Find and copy each line of the data that includes "Carolina".

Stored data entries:

■ ■ ■ ■ ■

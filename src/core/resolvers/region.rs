use super::NEUTRAL_FACTOR;
use crate::domain::model::RegionInfo;
use regex::Regex;
use std::collections::HashMap;

struct StateSeed {
    name: &'static str,
    abbreviation: &'static str,
    region: &'static str,
    multiplier: f64,
}

const fn state(
    name: &'static str,
    abbreviation: &'static str,
    region: &'static str,
    multiplier: f64,
) -> StateSeed {
    StateSeed {
        name,
        abbreviation,
        region,
        multiplier,
    }
}

const NORTHEAST: &str = "Northeast";
const SOUTHEAST: &str = "Southeast";
const MIDWEST: &str = "Midwest";
const SOUTHWEST: &str = "Southwest";
const MOUNTAIN: &str = "Mountain West";
const PACIFIC: &str = "Pacific";

const STATE_SEEDS: &[StateSeed] = &[
    state("Alabama", "AL", SOUTHEAST, 0.87),
    state("Alaska", "AK", PACIFIC, 1.25),
    state("Arizona", "AZ", SOUTHWEST, 0.97),
    state("Arkansas", "AR", SOUTHEAST, 0.86),
    state("California", "CA", PACIFIC, 1.3),
    state("Colorado", "CO", MOUNTAIN, 1.05),
    state("Connecticut", "CT", NORTHEAST, 1.15),
    state("Delaware", "DE", SOUTHEAST, 1.05),
    state("District of Columbia", "DC", SOUTHEAST, 1.25),
    state("Florida", "FL", SOUTHEAST, 1.0),
    state("Georgia", "GA", SOUTHEAST, 0.95),
    state("Hawaii", "HI", PACIFIC, 1.35),
    state("Idaho", "ID", MOUNTAIN, 0.95),
    state("Illinois", "IL", MIDWEST, 1.08),
    state("Indiana", "IN", MIDWEST, 0.93),
    state("Iowa", "IA", MIDWEST, 0.92),
    state("Kansas", "KS", MIDWEST, 0.9),
    state("Kentucky", "KY", SOUTHEAST, 0.9),
    state("Louisiana", "LA", SOUTHEAST, 0.9),
    state("Maine", "ME", NORTHEAST, 0.98),
    state("Maryland", "MD", SOUTHEAST, 1.1),
    state("Massachusetts", "MA", NORTHEAST, 1.2),
    state("Michigan", "MI", MIDWEST, 0.98),
    state("Minnesota", "MN", MIDWEST, 1.03),
    state("Mississippi", "MS", SOUTHEAST, 0.85),
    state("Missouri", "MO", MIDWEST, 0.93),
    state("Montana", "MT", MOUNTAIN, 0.97),
    state("Nebraska", "NE", MIDWEST, 0.92),
    state("Nevada", "NV", MOUNTAIN, 1.02),
    state("New Hampshire", "NH", NORTHEAST, 1.05),
    state("New Jersey", "NJ", NORTHEAST, 1.18),
    state("New Mexico", "NM", SOUTHWEST, 0.92),
    state("New York", "NY", NORTHEAST, 1.25),
    state("North Carolina", "NC", SOUTHEAST, 0.92),
    state("North Dakota", "ND", MIDWEST, 0.95),
    state("Ohio", "OH", MIDWEST, 0.95),
    state("Oklahoma", "OK", SOUTHWEST, 0.87),
    state("Oregon", "OR", PACIFIC, 1.1),
    state("Pennsylvania", "PA", NORTHEAST, 1.05),
    state("Rhode Island", "RI", NORTHEAST, 1.1),
    state("South Carolina", "SC", SOUTHEAST, 0.9),
    state("South Dakota", "SD", MIDWEST, 0.9),
    state("Tennessee", "TN", SOUTHEAST, 0.9),
    state("Texas", "TX", SOUTHWEST, 0.93),
    state("Utah", "UT", MOUNTAIN, 0.98),
    state("Vermont", "VT", NORTHEAST, 1.0),
    state("Virginia", "VA", SOUTHEAST, 1.0),
    state("Washington", "WA", PACIFIC, 1.15),
    state("West Virginia", "WV", SOUTHEAST, 0.88),
    state("Wisconsin", "WI", MIDWEST, 0.98),
    state("Wyoming", "WY", MOUNTAIN, 0.95),
];

/// Three-digit postal prefix ranges. Deliberately coarse.
const POSTAL_PREFIX_RULES: &[(u16, u16, &str)] = &[
    (10, 27, "MA"),
    (100, 149, "NY"),
    (150, 196, "PA"),
    (320, 349, "FL"),
    (600, 629, "IL"),
    (750, 799, "TX"),
    (800, 816, "CO"),
    (850, 865, "AZ"),
    (900, 961, "CA"),
    (980, 994, "WA"),
];

/// State/region lookup for addresses and postal codes.
#[derive(Debug, Clone)]
pub struct RegionTable {
    states: Vec<RegionInfo>,
    by_abbreviation: HashMap<String, usize>,
    by_name: HashMap<String, usize>,
    abbreviation_pattern: Regex,
    name_pattern: Regex,
}

impl RegionTable {
    pub fn builtin() -> Self {
        let states: Vec<RegionInfo> = STATE_SEEDS
            .iter()
            .map(|s| RegionInfo {
                state: s.name.to_string(),
                abbreviation: s.abbreviation.to_string(),
                region: s.region.to_string(),
                multiplier: s.multiplier,
            })
            .collect();

        let by_abbreviation = states
            .iter()
            .enumerate()
            .map(|(i, s)| (s.abbreviation.clone(), i))
            .collect();
        let by_name = states
            .iter()
            .enumerate()
            .map(|(i, s)| (s.state.to_lowercase(), i))
            .collect();

        // 長的名稱先比對，避免 "West Virginia" 被當成 "Virginia"
        let mut names: Vec<&str> = STATE_SEEDS.iter().map(|s| s.name).collect();
        names.sort_by_key(|name| std::cmp::Reverse(name.len()));
        let alternation = names
            .iter()
            .map(|name| regex::escape(name))
            .collect::<Vec<_>>()
            .join("|");

        Self {
            states,
            by_abbreviation,
            by_name,
            abbreviation_pattern: Regex::new(r",\s*([A-Z]{2})(?:\s+\d{5}(?:-\d{4})?)?\s*(?:,|$)")
                .unwrap(),
            name_pattern: Regex::new(&format!(r"(?i)\b({})\b", alternation)).unwrap(),
        }
    }

    pub fn by_abbreviation(&self, abbreviation: &str) -> Option<&RegionInfo> {
        self.by_abbreviation
            .get(&abbreviation.to_ascii_uppercase())
            .map(|&i| &self.states[i])
    }

    /// Matches a free-form address. A `", XX"` state code wins over a spelled-out
    /// state name; among several candidates the last one in the string is used.
    pub fn match_address(&self, address: &str) -> Option<RegionInfo> {
        let by_code = self
            .abbreviation_pattern
            .captures_iter(address)
            .filter_map(|caps| self.by_abbreviation.get(&caps[1]).copied())
            .last();

        let index = by_code.or_else(|| {
            self.name_pattern
                .find_iter(address)
                .filter_map(|m| self.by_name.get(&m.as_str().to_lowercase()).copied())
                .last()
        })?;

        Some(self.states[index].clone())
    }

    /// Coarse postal-code heuristic used by the quick estimator.
    pub fn match_postal_code(&self, postal_code: &str) -> Option<RegionInfo> {
        let prefix = postal_code.trim().get(..3)?;
        if !prefix.chars().all(|c| c.is_ascii_digit()) {
            return None;
        }
        let prefix: u16 = prefix.parse().ok()?;

        POSTAL_PREFIX_RULES
            .iter()
            .find(|(low, high, _)| (*low..=*high).contains(&prefix))
            .and_then(|(_, _, abbreviation)| self.by_abbreviation(abbreviation))
            .cloned()
    }
}

impl Default for RegionTable {
    fn default() -> Self {
        Self::builtin()
    }
}

pub fn regional_multiplier(region: Option<&RegionInfo>) -> f64 {
    region.map(|r| r.multiplier).unwrap_or(NEUTRAL_FACTOR)
}

#[cfg(test)]
mod tests {
    use super::*;

    #[test]
    fn test_match_address_by_code() {
        let table = RegionTable::builtin();

        let info = table
            .match_address("1200 Congress Ave, Austin, TX 78701")
            .unwrap();
        assert_eq!(info.abbreviation, "TX");
        assert_eq!(info.region, "Southwest");
        assert_eq!(info.multiplier, 0.93);

        let info = table
            .match_address("55 Water St, Brooklyn, NY 11201-1234, USA")
            .unwrap();
        assert_eq!(info.state, "New York");
    }

    #[test]
    fn test_match_address_by_name() {
        let table = RegionTable::builtin();

        let info = table.match_address("14 Elm Road, Charleston, West Virginia").unwrap();
        assert_eq!(info.abbreviation, "WV");

        let info = table.match_address("Little Rock, arkansas").unwrap();
        assert_eq!(info.abbreviation, "AR");
    }

    #[test]
    fn test_code_wins_over_street_name() {
        let table = RegionTable::builtin();
        let info = table.match_address("900 Washington Blvd, Denver, CO 80203").unwrap();
        assert_eq!(info.abbreviation, "CO");
    }

    #[test]
    fn test_unmatched_address_is_neutral() {
        let table = RegionTable::builtin();
        let info = table.match_address("221B Baker Street, London");
        assert!(info.is_none());
        assert_eq!(regional_multiplier(info.as_ref()), 1.0);
    }

    #[test]
    fn test_match_postal_code() {
        let table = RegionTable::builtin();

        assert_eq!(table.match_postal_code("94110").unwrap().abbreviation, "CA");
        assert_eq!(table.match_postal_code("10001").unwrap().abbreviation, "NY");
        assert_eq!(table.match_postal_code("02139").unwrap().abbreviation, "MA");
        assert_eq!(table.match_postal_code(" 78701 ").unwrap().abbreviation, "TX");

        assert!(table.match_postal_code("59801").is_none());
        assert!(table.match_postal_code("9a110").is_none());
        assert!(table.match_postal_code("12").is_none());
    }
}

■ ■ ■ ■ ■

> Exercise response
    state("North Carolina", "NC", SOUTHEAST, 0.92),
    state("South Carolina", "SC", SOUTHEAST, 0.9),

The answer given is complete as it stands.